Amateur de toutes les littératures, moi qui me voit comme un aventurier des lettres, un pourfendeur de pavés illisibles et parfois lecteur de l'extrême, je me suis lancé dans le pari que m'a fait la maison Gallimard, via mon profil sur le site Gleeph, de lire «
Fugue Américaine », le dernier livre de
Bruno le Maire, roman sorti en avril 2023dans la Collection Blanche.
Piqué par l'esprit du défi, et puisque cela m'était gracieusement proposé, j'ai pris mon courage à deux mains et ce livre de 470 pages (soit 485 grammes) dans l'autre et j'ai débuté la lecture de cette fugue qu'on a surtout raillé pour ses scènes osées, un peu caliente, dont on ne s'attendait guère de la part d'un ministre en exercice.
C'est ainsi que, mon esprit positionné sur le mode « objectivité totale », et tout autre lecture en pause, j'ai plongé tête en avant dans ce roman qui nous parle de musique, certes, mais aussi de politique internationale, de mode, de psychiatrie, de frénésie d'achat de fourrure, de Mozart, de Haydn, de philosophie, d'immobilier à Manhattan, de l'avenir du monde, de névrose… et donc parfois de sexe, mais si peu...

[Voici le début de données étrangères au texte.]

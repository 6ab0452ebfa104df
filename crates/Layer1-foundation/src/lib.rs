//! # toolgate-foundation
//!
//! Foundation layer for toolgate:
//! - Error: 에러 타입과 외부 에러 코드 (ErrorKind)
//! - Permission: principal → capability 관리 + 명령어 안전 정책
//! - Audit: dispatch 감사 로그 (메모리 + SQLite)
//! - Config: 통합 설정 (GatewayConfig) 및 레이어 로더
//! - Storage: JsonStore (범용)
//!
//! ## 아키텍처
//!
//! ```text
//! ┌─────────────────────────────────────────────────────────┐
//! │  ToolRunner (toolgate-core)                             │
//! │     │                                                   │
//! │     ├── PermissionManager.check(principal, capability)  │
//! │     ├── Tool handler (path sandbox, version store)      │
//! │     └── AuditLog.record(entry)                          │
//! │                                                         │
//! │  GatewayConfig ← ConfigLoader (global/project/local)    │
//! └─────────────────────────────────────────────────────────┘
//! ```

pub mod audit;
pub mod config;
pub mod error;
pub mod permission;
pub mod storage;

// ============================================================================
// Error
// ============================================================================
pub use error::{Error, ErrorKind, Result};

// ============================================================================
// Permission (권한 시스템)
// ============================================================================
pub use permission::{
    Capability, CommandPolicy, ForbiddenPattern, PermissionManager, PermissionTable,
    PERMISSIONS_FILE,
};

// ============================================================================
// Audit (감사 로깅)
// ============================================================================
pub use audit::{AuditEntry, AuditId, AuditLog, AuditQuery, AuditResult, DispatchStage};

// ============================================================================
// Config (설정)
// ============================================================================
pub use config::{
    AuditConfig, CommandConfig, ConfigLoader, GatewayConfig, HistoryConfig, HttpConfig,
    SandboxConfig,
};

// ============================================================================
// Storage (저장소)
// ============================================================================
pub use storage::JsonStore;
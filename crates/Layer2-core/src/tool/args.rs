//! 도구 인자 스키마와 검증
//!
//! 각 도구는 `ToolSchema`로 필드(필수/선택, 타입)를 선언하고,
//! Runner가 경계에서 한 번 검증한 뒤 `ToolArgs`를 넘긴다.

use serde_json::{json, Map, Value};
use std::collections::HashMap;
use toolgate_foundation::{Error, Result};

/// 인자 타입
#[derive(Debug, Clone, Copy, PartialEq, Eq)]
pub enum ArgKind {
    String,
    Integer,
    Boolean,
    /// 값이 모두 문자열인 객체
    StringMap,
    /// null이 아닌 아무 값
    Any,
}

impl ArgKind {
    pub fn accepts(&self, value: &Value) -> bool {
        match self {
            ArgKind::String => value.is_string(),
            ArgKind::Integer => value.is_i64() || value.is_u64(),
            ArgKind::Boolean => value.is_boolean(),
            ArgKind::StringMap => value
                .as_object()
                .map(|m| m.values().all(Value::is_string))
                .unwrap_or(false),
            ArgKind::Any => !value.is_null(),
        }
    }

    pub fn name(&self) -> &'static str {
        match self {
            ArgKind::String => "string",
            ArgKind::Integer => "integer",
            ArgKind::Boolean => "boolean",
            ArgKind::StringMap => "object of strings",
            ArgKind::Any => "any",
        }
    }

    fn json_schema(&self) -> Value {
        match self {
            ArgKind::String => json!({ "type": "string" }),
            ArgKind::Integer => json!({ "type": "integer" }),
            ArgKind::Boolean => json!({ "type": "boolean" }),
            ArgKind::StringMap => {
                json!({ "type": "object", "additionalProperties": { "type": "string" } })
            }
            ArgKind::Any => json!({}),
        }
    }
}

/// 파라미터 정의
#[derive(Debug, Clone)]
pub struct ParamSpec {
    pub name: &'static str,
    pub kind: ArgKind,
    pub required: bool,
    pub description: &'static str,
}

// ============================================================================
// ToolSchema
// ============================================================================

/// 도구 인자 스키마
#[derive(Debug, Clone, Default)]
pub struct ToolSchema {
    params: Vec<ParamSpec>,
}

impl ToolSchema {
    pub fn builder() -> ToolSchemaBuilder {
        ToolSchemaBuilder::default()
    }

    pub fn params(&self) -> &[ParamSpec] {
        &self.params
    }

    fn param(&self, name: &str) -> Option<&ParamSpec> {
        self.params.iter().find(|p| p.name == name)
    }

    /// 인자 검증
    ///
    /// - 필수 필드 누락 / 타입 불일치 / 알 수 없는 필드 → `InvalidInput`
    /// - 선택 필드의 `null`은 없는 것으로 취급
    pub fn validate(&self, args: Map<String, Value>) -> Result<ToolArgs> {
        let mut values = Map::new();

        for (name, value) in args {
            let spec = self
                .param(&name)
                .ok_or_else(|| Error::InvalidInput(format!("Unknown argument: {}", name)))?;

            if value.is_null() && !spec.required {
                continue;
            }
            if !spec.kind.accepts(&value) {
                return Err(Error::InvalidInput(format!(
                    "Argument '{}' must be {}",
                    name,
                    spec.kind.name()
                )));
            }
            values.insert(name, value);
        }

        if let Some(missing) = self
            .params
            .iter()
            .find(|p| p.required && !values.contains_key(p.name))
        {
            return Err(Error::InvalidInput(format!(
                "Missing required argument: {}",
                missing.name
            )));
        }

        Ok(ToolArgs { values })
    }

    /// JSON Schema 형식
    pub fn to_json_schema(&self) -> Value {
        let mut properties = Map::new();
        for p in &self.params {
            let mut prop = p.kind.json_schema();
            if let Some(obj) = prop.as_object_mut() {
                obj.insert("description".into(), Value::from(p.description));
            }
            properties.insert(p.name.to_string(), prop);
        }
        let required: Vec<&str> = self
            .params
            .iter()
            .filter(|p| p.required)
            .map(|p| p.name)
            .collect();

        json!({
            "type": "object",
            "properties": properties,
            "required": required,
            "additionalProperties": false,
        })
    }
}

/// ToolSchema 빌더
#[derive(Debug, Default)]
pub struct ToolSchemaBuilder {
    params: Vec<ParamSpec>,
}

impl ToolSchemaBuilder {
    pub fn param(
        mut self,
        name: &'static str,
        kind: ArgKind,
        description: &'static str,
        required: bool,
    ) -> Self {
        self.params.push(ParamSpec {
            name,
            kind,
            required,
            description,
        });
        self
    }

    /// Add a string parameter
    pub fn string_param(self, name: &'static str, description: &'static str, required: bool) -> Self {
        self.param(name, ArgKind::String, description, required)
    }

    /// Add an integer parameter
    pub fn integer_param(self, name: &'static str, description: &'static str, required: bool) -> Self {
        self.param(name, ArgKind::Integer, description, required)
    }

    /// Add a boolean parameter
    pub fn boolean_param(self, name: &'static str, description: &'static str, required: bool) -> Self {
        self.param(name, ArgKind::Boolean, description, required)
    }

    /// Add a string → string map parameter
    pub fn string_map_param(self, name: &'static str, description: &'static str, required: bool) -> Self {
        self.param(name, ArgKind::StringMap, description, required)
    }

    /// Add a parameter accepting any JSON value
    pub fn any_param(self, name: &'static str, description: &'static str, required: bool) -> Self {
        self.param(name, ArgKind::Any, description, required)
    }

    pub fn build(self) -> ToolSchema {
        ToolSchema {
            params: self.params,
        }
    }
}

// ============================================================================
// ToolArgs
// ============================================================================

/// 검증된 인자
#[derive(Debug, Clone, Default)]
pub struct ToolArgs {
    values: Map<String, Value>,
}

impl ToolArgs {
    pub fn get(&self, name: &str) -> Option<&Value> {
        self.values.get(name)
    }

    /// 필수 문자열
    pub fn str(&self, name: &str) -> Result<&str> {
        self.opt_str(name)
            .ok_or_else(|| Error::InvalidInput(format!("Missing required argument: {}", name)))
    }

    pub fn opt_str(&self, name: &str) -> Option<&str> {
        self.values.get(name).and_then(Value::as_str)
    }

    pub fn bool_or(&self, name: &str, default: bool) -> bool {
        self.values
            .get(name)
            .and_then(Value::as_bool)
            .unwrap_or(default)
    }

    /// 양의 정수 (0 또는 음수는 `InvalidInput`)
    pub fn opt_positive(&self, name: &str) -> Result<Option<u64>> {
        match self.values.get(name) {
            None => Ok(None),
            Some(v) => match v.as_u64() {
                Some(n) if n > 0 => Ok(Some(n)),
                _ => Err(Error::InvalidInput(format!(
                    "Argument '{}' must be a positive integer",
                    name
                ))),
            },
        }
    }

    pub fn string_map(&self, name: &str) -> HashMap<String, String> {
        self.values
            .get(name)
            .and_then(Value::as_object)
            .map(|m| {
                m.iter()
                    .filter_map(|(k, v)| v.as_str().map(|s| (k.clone(), s.to_string())))
                    .collect()
            })
            .unwrap_or_default()
    }
}

#[cfg(test)]
mod tests {
    use super::*;

    fn schema() -> ToolSchema {
        ToolSchema::builder()
            .string_param("path", "File path", true)
            .boolean_param("overwrite", "Overwrite", false)
            .integer_param("timeout", "Seconds", false)
            .string_map_param("env", "Environment", false)
            .build()
    }

    fn args(v: Value) -> Map<String, Value> {
        v.as_object().cloned().unwrap()
    }

    #[test]
    fn test_valid_args() {
        let parsed = schema()
            .validate(args(json!({ "path": "a", "overwrite": true, "env": { "A": "1" } })))
            .unwrap();
        assert_eq!(parsed.str("path").unwrap(), "a");
        assert!(parsed.bool_or("overwrite", false));
        assert_eq!(parsed.string_map("env")["A"], "1");
        assert_eq!(parsed.opt_positive("timeout").unwrap(), None);
    }

    #[test]
    fn test_missing_required() {
        let err = schema().validate(args(json!({}))).unwrap_err();
        assert!(err.to_string().contains("path"));
    }

    #[test]
    fn test_wrong_type_and_unknown() {
        assert!(schema().validate(args(json!({ "path": 1 }))).is_err());
        assert!(schema()
            .validate(args(json!({ "path": "a", "timeout": 1.5 })))
            .is_err());
        assert!(schema()
            .validate(args(json!({ "path": "a", "env": { "A": 1 } })))
            .is_err());
        let err = schema()
            .validate(args(json!({ "path": "a", "bogus": 1 })))
            .unwrap_err();
        assert!(err.to_string().contains("bogus"));
    }

    #[test]
    fn test_null_optional_is_absent() {
        let parsed = schema()
            .validate(args(json!({ "path": "a", "overwrite": null })))
            .unwrap();
        assert!(parsed.get("overwrite").is_none());
        assert!(schema().validate(args(json!({ "path": null }))).is_err());
    }

    #[test]
    fn test_positive_integer() {
        let parsed = schema()
            .validate(args(json!({ "path": "a", "timeout": 0 })))
            .unwrap();
        assert!(parsed.opt_positive("timeout").is_err());
    }

    #[test]
    fn test_json_schema() {
        let s = schema().to_json_schema();
        assert_eq!(s["required"], json!(["path"]));
        assert_eq!(s["properties"]["timeout"]["type"], "integer");
    }
}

Mais attention, Brune le Maire nous joue un tour dès le début puisque le roman que nous lisons est en fait écrit par Humbert Herzog, pseudonyme de Oskar Wertheimer, frère de Franz Wertheimer pianiste raté et piètre agent immobilier, et oncle de Maxime Lebaudy, à qui il envoie ces feuillets à la toute fin de sa vie. Oskar a surtout été le psychiatre attitré de Vladimir Horowitz, « Le plus grand pianiste de 1949 », personnage tout aussi central du roman, sur lequel on va tout savoir : sa vie, sa façon de jouer la sonate Walstein de Beethoven, ses maux de ventre psychosomatiques, ses costumes, sa femme, son homosexualité refoulée et son chat en peluche.
Au fil des pages, l'auteur nous fera aussi croiser d'autres grands musiciens du 20ème siècle : Sviatoslav Richter qui promène son homard en celluloïd, Dmitri Chostakovitch qui ne dormait que d'un oeil, et Toscanini dont l'autoritarisme maladif aurait renforcé le caractère de sa fille Wanda, justement femme de Vladimir Horowitz.
Et donc, au milieu coule l'histoire des frères Wertheimer, si peu semblables, qui vont vivre, lors d'un séjour à Cuba, une soirée qui va tout changer leur vie définitivement.
Franz, l'aîné, archétype de l'habitant de la Mitteleuropa à la longue silhouette et à la névrose tenace, arrêtera le piano tandis qu'Oskar célibataire endurci, surtout quand son amie Julia est dans les parages, deviendra psychiatre attitré de Vladimir Horowitz et s'en voudra, à la fin de sa vie, de ne pas avoir porté secours à son jeune frère, préférant s'occuper du Maestro. Ils sont tous deux rongés par le remord, le dégoût d'eux même, la dépression pour Franz, le Lebensschmerz. de toutes façons, Wir Werden Alles Sterben, nicht war ? (Spoiler).
J'ai bien essayé de m'attacher aux personnages, tel une bouée dans cette mer d'érudition mais à peine convoqués, ceux-ci disparaissent aussitôt, bien vite emportés par les flots incessants des pensées de l'auteur. Mais est-ce du à l'écriture de
Bruno le Maire ou bien à celle d'Oskar dont nous sommes en train de lire les pages?
Finalement, j'ai trouvé ça un peu long, « Words, words, words » dirait
Shakespeare, un peu lourd, et même, parfois, un peu ennuyant.
Bruno le Maire insiste souvent sur une idée, ce qui rend certains passages répétitifs, tandis que d'autres sont incompréhensibles sauf si vous avez un niveau plus qu'acceptable en allemand, en anglais, en latin et en espagnol.
En résumé, cela pourrait être le récit d'un être désabusé, regrettant de façon amer d'avoir traversé le siècle en regardant ailleurs que vers l'essentiel : la souffrance de son frère.
Bruno le Maire a semble t-il voulut faire un livre dérangeant, tel que le dit Maxime Lebaudy dans le préambule, il s'avère que j'ai juste trouvé cela un peu vain.